As branches increasingly start to pivot towards digital and processes become automated, staffing reductions will be inevitable. The number of in-person bank branches will decrease, and so will the staffing levels of the branches that remain. Technical support will likely be outsourced, and predictive analytics will reduce the need for in-person risk-management roles. But banks will also need to expand post-crisis; customers will still want personal advice—with coronavirus meaning that we’re deterred from face-to-face meetings, remote advisory roles look set to increase.
Kearney estimates that across Europe, banks will need to reduce their costs by €35 billion to maintain their current 2019 cost-to-income ratio, so taking measures to cut costs and adopting new operating models to streamline processes will be essential for survival in the post-pandemic marketplace. However, some retail institutions will need to increase their critical mass to thrive, and this is likely to lead to an uptick in M&A (merger and acquisition) activity.
Opportunities for growth
The post-pandemic terrain will also provide opportunities for growth, and banks will have the chance to revamp their strategies and diversify their business portfolios. This could include embracing new technologies and acquiring new assets, with mergers and acquisitions as a means to achieve economies of scale, increase product ranges and boost the scope for innovation. In previous market crashes, domestic M&A proved critical in enabling retail banks to restore their competitiveness. Kearney analysis has revealed that post-2008, there was a surge in M&A activity, with 80 percent of banks involved in these transactions outperforming their competitors.

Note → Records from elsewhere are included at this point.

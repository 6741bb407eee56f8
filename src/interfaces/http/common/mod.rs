//! Common HTTP building blocks

pub mod validated_json;

pub use validated_json::ValidatedJson;

use serde::{Deserialize, Serialize};
use utoipa::ToSchema;

/// Standard API response envelope.
///
/// Every REST endpoint returns data wrapped in this shape.
/// Success: `{"success": true, "data": {...}}`,
/// failure: `{"success": false, "error": "description"}`.
#[derive(Debug, Serialize, Deserialize, ToSchema)]
pub struct ApiResponse<T> {
    /// `true` when the request succeeded
    pub success: bool,
    /// Payload; `null` on failure
    pub data: Option<T>,
    /// Error description; absent on success
    #[serde(skip_serializing_if = "Option::is_none")]
    pub error: Option<String>,
}

impl<T> ApiResponse<T> {
    pub fn success(data: T) -> Self {
        Self {
            success: true,
            data: Some(data),
            error: None,
        }
    }

    pub fn error(message: impl Into<String>) -> Self {
        Self {
            success: false,
            data: None,
            error: Some(message.into()),
        }
    }
}
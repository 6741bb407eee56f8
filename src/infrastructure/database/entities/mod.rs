//! Database entities module

pub mod account;

pub use account::Entity as Account;
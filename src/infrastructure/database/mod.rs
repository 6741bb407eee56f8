//! Database infrastructure

pub mod entities;
pub mod migrator;

use sea_orm::{Database, DatabaseConnection};
use tracing::info;

/// Database configuration
#[derive(Debug, Clone)]
pub struct DatabaseConfig {
    /// Database URL (e.g., "sqlite://./careportal.db?mode=rwc")
    pub url: String,
}

impl Default for DatabaseConfig {
    fn default() -> Self {
        Self {
            url: "sqlite://./careportal.db?mode=rwc".to_string(),
        }
    }
}

impl DatabaseConfig {
    /// Create config for SQLite
    pub fn sqlite(path: &str) -> Self {
        Self {
            url: format!("sqlite://{}?mode=rwc", path),
        }
    }
}

/// Initialize database connection
pub async fn init_database(config: &DatabaseConfig) -> Result<DatabaseConnection, sea_orm::DbErr> {
    info!("Connecting to database: {}", config.url);
    let db = Database::connect(&config.url).await?;
    info!("Database connected successfully");
    Ok(db)
}
//! Route guard
//!
//! Pure allow/redirect decision over (auth state, required role), plus
//! the axum middleware that applies it to guarded routes. Redirects are
//! routing outcomes, not errors: an unauthenticated visitor lands on
//! the login page, a wrong-role visitor lands on home.

use std::sync::Arc;

use axum::{
    body::Body,
    extract::State,
    http::Request,
    middleware::Next,
    response::{IntoResponse, Redirect, Response},
};

use super::service::AuthService;
use crate::domain::{Identity, Role};

pub const LOGIN_PATH: &str = "/login";
pub const HOME_PATH: &str = "/";

#[derive(Debug, Clone, Copy, PartialEq, Eq)]
pub enum GuardDecision {
    Allow,
    RedirectToLogin,
    RedirectToHome,
}

/// Decide whether the current visitor may enter a guarded route.
///
/// Role comparison is exact equality only, with no hierarchy and no
/// wildcards.
/// An admin does not pass a caretaker guard, and any role the guard
/// does not recognize fails closed.
pub fn check(identity: Option<&Identity>, required: Option<&Role>) -> GuardDecision {
    let Some(identity) = identity else {
        return GuardDecision::RedirectToLogin;
    };
    match required {
        Some(role) if identity.role != *role => GuardDecision::RedirectToHome,
        _ => GuardDecision::Allow,
    }
}

/// Guard configuration for one route group.
#[derive(Clone)]
pub struct GuardState {
    pub auth: Arc<AuthService>,
    pub required: Option<Role>,
}

/// Middleware applying [`check`] to the request.
///
/// On `Allow` the Identity is inserted into request extensions so
/// handlers can render the role display without re-reading the session.
pub async fn guard_middleware(
    State(state): State<GuardState>,
    mut request: Request<Body>,
    next: Next,
) -> Response {
    let identity = state.auth.current_identity().await;
    match check(identity.as_ref(), state.required.as_ref()) {
        GuardDecision::Allow => {
            if let Some(identity) = identity {
                request.extensions_mut().insert(identity);
            }
            next.run(request).await
        }
        GuardDecision::RedirectToLogin => Redirect::to(LOGIN_PATH).into_response(),
        GuardDecision::RedirectToHome => Redirect::to(HOME_PATH).into_response(),
    }
}
//! Health check endpoint

use axum::Json;
use serde::Serialize;
use utoipa::ToSchema;

#[derive(Debug, Serialize, ToSchema)]
pub struct HealthResponse {
    /// `ok` when the service is up
    pub status: String,
    /// Service version (from Cargo.toml)
    pub version: String,
}

/// Liveness probe. Requires no authentication.
#[utoipa::path(
    get,
    path = "/health",
    tag = "Health",
    responses(
        (status = 200, description = "Service is healthy", body = HealthResponse)
    )
)]
pub async fn health_check() -> Json<HealthResponse> {
    Json(HealthResponse {
        status: "ok".to_string(),
        version: env!("CARGO_PKG_VERSION").to_string(),
    })
}
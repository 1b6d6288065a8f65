//! PageKit - minimal text-mode user agent
//!
//! This crate resolves a textual locator into a [`Target`], fetches it over
//! a raw TCP connection (upgraded in place to TLS for `https`), and strips
//! markup from the result.
//!
//! ## Pipeline
//!
//! 1. [`parse`] turns any input string into a [`Target`]. It never fails:
//!    unparsable input is replaced by [`Target::fallback`].
//! 2. [`fetch`] dispatches the target through the [`FetcherRegistry`]:
//!    - [`DataFetcher`] - returns the inline `data:text/html,` payload
//!    - [`FileFetcher`] - reads a local file
//!    - [`HttpFetcher`] - HTTP/1.1 GET over a [`Channel`], rejecting
//!      chunked and compressed responses
//! 3. [`strip_tags`] / [`render`] drop everything between `<` and `>`.
//!
//! ```no_run
//! # async fn run() -> Result<(), pagekit::FetchError> {
//! let target = pagekit::parse("https://example.org/");
//! let body = pagekit::fetch(&target).await?;
//! println!("{}", pagekit::strip_tags(&body));
//! # Ok(())
//! # }
//! ```

pub mod channel;
pub mod client;
mod error;
pub mod fetchers;
pub mod http;
pub mod locator;
mod render;
mod types;

pub use channel::{default_tls_config, Channel, PlainChannel, TlsChannel};
pub use client::{fetch, fetch_response, fetch_with_options, FetchOptions};
pub use error::{FetchError, LocatorError};
pub use fetchers::{DataFetcher, Fetcher, FetcherRegistry, FileFetcher, HttpFetcher};
pub use http::{Response, StatusLine};
pub use locator::{parse, Locator, Scheme, Target};
pub use render::{render, strip_tags};
pub use types::FetchResponse;

/// Default User-Agent string
pub const DEFAULT_USER_AGENT: &str = "PageKit/0.1";

/// Host of the target used when a locator cannot be parsed
pub const FALLBACK_HOST: &str = "example.org";

/// Local file opened when the locator is empty
pub const DEFAULT_LOCAL_FILE: &str = "/usr/share/pagekit/index.html";
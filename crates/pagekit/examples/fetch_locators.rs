//! Example: Fetch various locators and display results
//!
//! Run with: cargo run -p pagekit --example fetch_locators
//!
//! Covers each scheme branch plus the fallback for unparsable input.

use pagekit::{fetch_response, parse, strip_tags, FetchResponse, Scheme};

/// Test case definition
struct TestCase {
    locator: &'static str,
    description: &'static str,
    expect_scheme: Scheme,
    expect_contains: Option<&'static str>,
}

/// Define test cases here
const TEST_CASES: &[TestCase] = &[
    TestCase {
        locator: "http://example.com/",
        description: "Plain HTTP page",
        expect_scheme: Scheme::Http,
        expect_contains: Some("Example Domain"),
    },
    TestCase {
        locator: "https://example.org/",
        description: "HTTPS page (TLS upgrade)",
        expect_scheme: Scheme::Https,
        expect_contains: Some("Example Domain"),
    },
    TestCase {
        locator: "example.com",
        description: "Implicit http with synthesized path",
        expect_scheme: Scheme::Http,
        expect_contains: Some("Example Domain"),
    },
    TestCase {
        locator: "data:text/html,<h1>Inline</h1> payload",
        description: "Inline data, no network",
        expect_scheme: Scheme::Data,
        expect_contains: Some("Inline payload"),
    },
    TestCase {
        locator: "not a url",
        description: "Unparsable input falls back to the default target",
        expect_scheme: Scheme::Https,
        expect_contains: None,
    },
];

#[tokio::main]
async fn main() {
    println!("PageKit Locator Examples");
    println!("========================\n");

    let mut passed = 0;
    let mut failed = 0;

    for (i, case) in TEST_CASES.iter().enumerate() {
        let target = parse(case.locator);
        println!("{}. {}", i + 1, case.description);
        println!("   Locator: {}", case.locator);
        println!("   Target: {}", target);

        match fetch_response(&target).await {
            Ok(response) => {
                let check_result = check_expectations(case, &response);
                print_response_summary(&response);

                if check_result {
                    println!("   ✓ PASS\n");
                    passed += 1;
                } else {
                    println!("   ✗ FAIL (expectations not met)\n");
                    failed += 1;
                }
            }
            Err(e) => {
                println!("   Error: {}", e);
                println!("   ✗ FAIL\n");
                failed += 1;
            }
        }
    }

    println!("========================");
    println!("Results: {} passed, {} failed", passed, failed);

    if failed > 0 {
        std::process::exit(1);
    }
}

fn print_response_summary(response: &FetchResponse) {
    if let Some(status) = response.status_code {
        println!("   Status: {}", status);
    }

    if let Some(ref ct) = response.content_type {
        println!("   Content-Type: {}", ct);
    }

    println!("   Size: {} bytes", response.size);

    let text = strip_tags(&response.content);
    let preview = text.chars().take(100).collect::<String>();
    let preview = preview.replace(['\r', '\n'], " ");
    println!(
        "   Preview: {}{}",
        preview.trim(),
        if text.len() > 100 { "..." } else { "" }
    );
}

fn check_expectations(case: &TestCase, response: &FetchResponse) -> bool {
    if response.scheme != Some(case.expect_scheme) {
        println!(
            "   Expected scheme '{}', got '{:?}'",
            case.expect_scheme, response.scheme
        );
        return false;
    }

    if let Some(expected_text) = case.expect_contains {
        if !strip_tags(&response.content).contains(expected_text) {
            println!("   Expected content to contain '{}'", expected_text);
            return false;
        }
    }

    true
}
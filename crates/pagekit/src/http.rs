//! HTTP/1.1 request writing and response parsing over a [`Channel`]
//!
//! The client asks for `Connection: close` and reads until the peer closes,
//! so there is no length- or chunk-based framing. Responses that declare a
//! `transfer-encoding` or `content-encoding` are rejected outright since
//! nothing here can decode them.

use crate::channel::Channel;
use crate::error::FetchError;
use crate::locator::Target;
use bytes::{Bytes, BytesMut};
use std::collections::HashMap;
use tracing::{debug, warn};

/// Protocol version sent on the request line
pub const HTTP_VERSION: &str = "HTTP/1.1";

/// Line separator on the wire
pub const CRLF: &str = "\r\n";

/// Headers whose presence makes a response unreadable for us
const REJECTED_ENCODINGS: &[&str] = &["transfer-encoding", "content-encoding"];

const READ_CHUNK: usize = 8 * 1024;

/// First line of a response
#[derive(Debug, Clone, PartialEq, Eq)]
pub struct StatusLine {
    pub version: String,
    pub code: u16,
    pub reason: String,
}

impl StatusLine {
    /// Parse `HTTP/1.1 200 OK`; the reason may be empty or span several words
    pub fn parse(line: &str) -> Result<Self, FetchError> {
        let mut parts = line.split(' ');

        let version = parts.next().unwrap_or_default();
        if !version.starts_with("HTTP/") {
            return Err(FetchError::InvalidResponse(format!(
                "bad status line: {line:?}"
            )));
        }

        let code = parts
            .next()
            .and_then(|code| code.parse::<u16>().ok())
            .ok_or_else(|| FetchError::InvalidResponse(format!("bad status code: {line:?}")))?;

        let reason = parts.collect::<Vec<_>>().join(" ");

        Ok(Self {
            version: version.to_string(),
            code,
            reason,
        })
    }
}

/// Parsed response whose headers passed the encoding check
#[derive(Debug, Clone)]
pub struct Response {
    pub status: StatusLine,
    /// Lower-cased names to trimmed values; last duplicate wins
    pub headers: HashMap<String, String>,
    pub body: String,
}

impl Response {
    /// Look up a header by name, ignoring case
    pub fn header(&self, name: &str) -> Option<&str> {
        self.headers.get(&name.to_lowercase()).map(String::as_str)
    }

    /// Value of the `content-type` header, if present
    pub fn content_type(&self) -> Option<&str> {
        self.header("content-type")
    }
}

/// Render the GET request for `target`
pub fn build_request(target: &Target, user_agent: &str) -> String {
    format!(
        "GET {path} {HTTP_VERSION}{CRLF}\
         Host: {host}{CRLF}\
         User-Agent: {user_agent}{CRLF}\
         Connection: close{CRLF}\
         {CRLF}",
        path = target.path,
        host = target.host,
    )
}

/// Split a raw response into status line, headers and body
///
/// Header lines without a `:` are skipped. Fails with
/// [`FetchError::UnsupportedEncoding`] when the body is transfer- or
/// content-encoded.
pub fn parse_response(raw: &[u8]) -> Result<Response, FetchError> {
    let text = String::from_utf8_lossy(raw);
    let mut lines = text.split(CRLF);

    let status_line = lines
        .next()
        .filter(|line| !line.is_empty())
        .ok_or_else(|| FetchError::InvalidResponse("empty response".to_string()))?;
    let status = StatusLine::parse(status_line)?;

    let mut headers = HashMap::new();
    for line in lines.by_ref() {
        if line.is_empty() {
            break;
        }
        match line.split_once(':') {
            Some((name, value)) => {
                headers.insert(name.trim().to_lowercase(), value.trim().to_string());
            }
            None => warn!(line, "Skipping malformed header line"),
        }
    }

    for name in REJECTED_ENCODINGS {
        if let Some(value) = headers.get(*name) {
            return Err(FetchError::UnsupportedEncoding {
                header: name.to_string(),
                value: value.clone(),
            });
        }
    }

    let body = lines.collect::<Vec<_>>().join(CRLF);

    Ok(Response {
        status,
        headers,
        body,
    })
}

/// Send the request for `target` over `channel` and parse the reply
///
/// The channel is closed exactly once before returning, whatever the outcome.
pub async fn exchange<C>(
    channel: &mut C,
    target: &Target,
    user_agent: &str,
) -> Result<Response, FetchError>
where
    C: Channel + ?Sized,
{
    let received = send_and_drain(channel, target, user_agent).await;

    if let Err(e) = channel.close().await {
        debug!(error = %e, "Error closing channel");
    }
    debug_assert!(channel.is_closed());

    let raw = received?;
    debug!(bytes = raw.len(), "Response received");
    parse_response(&raw)
}

async fn send_and_drain<C>(
    channel: &mut C,
    target: &Target,
    user_agent: &str,
) -> Result<Bytes, FetchError>
where
    C: Channel + ?Sized,
{
    let request = build_request(target, user_agent);
    channel
        .write_all(request.as_bytes())
        .await
        .map_err(FetchError::Transport)?;

    let mut received = BytesMut::with_capacity(READ_CHUNK);
    let mut chunk = vec![0u8; READ_CHUNK];
    loop {
        let n = channel.read(&mut chunk).await.map_err(FetchError::Transport)?;
        if n == 0 {
            break;
        }
        received.extend_from_slice(&chunk[..n]);
    }

    Ok(received.freeze())
}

While a key precipitating factor in the 2008 crisis was reckless M&A, the level of cost efficiencies the current downturn demands are unlikely to be achieved without significant market integration. For a successful merger, banks will need to maintain strong due diligence and realistic expectations—with an organised plan for merging entities. Transparent and consistent communication with all involved, such as clients, employees and investors, will ensure everyone is aligned and employees remain engaged.
Learn from your customers
The time-honoured cliché the customer is king still stands today. The pandemic generated an evolution of behaviours and expectations, which makes anticipating and satisfying the customer more critical than ever before. Customers will ultimately mould the future of retail banking, so now is the time to invest in a seamless customer journey across digital and offline channels. With the pandemic speeding up changes that were already underway in the banking sector, banks that have not adapted will risk losing appeal to customers who won’t go back to the way things were. The traditional-banking experience won’t cut it for a younger generation pummelled by a pandemic and now captivated by the ease and transparency of digital banks as they face a looming recession.
Traditional banks can take their cue from fintechs (financial-technology firms), with the main lesson being to be bolder and more experimental. While the complexity of compliance regulations imposes additional costs, there are possibilities to innovate. It’s common knowledge that banking was, even before the pandemic, becoming more open, transparent and digital. In some ways, the pandemic has aided traditional banks by prompting a rapid shift towards digitisation. The customer experience can now be omnichannel, with banks always available to customers without the need for them to drop into a branch and with payments and transactions able to be processed online.
The pandemic will offer an opportunity for retail banks to be heroes if the sector shows the resilience, adaptability and vision to act as the primary catalyst for the economic revival. Retail banks can’t be stubborn; they’ll need to listen to customers share their needs and be audacious enough to stand out in the post-pandemic market.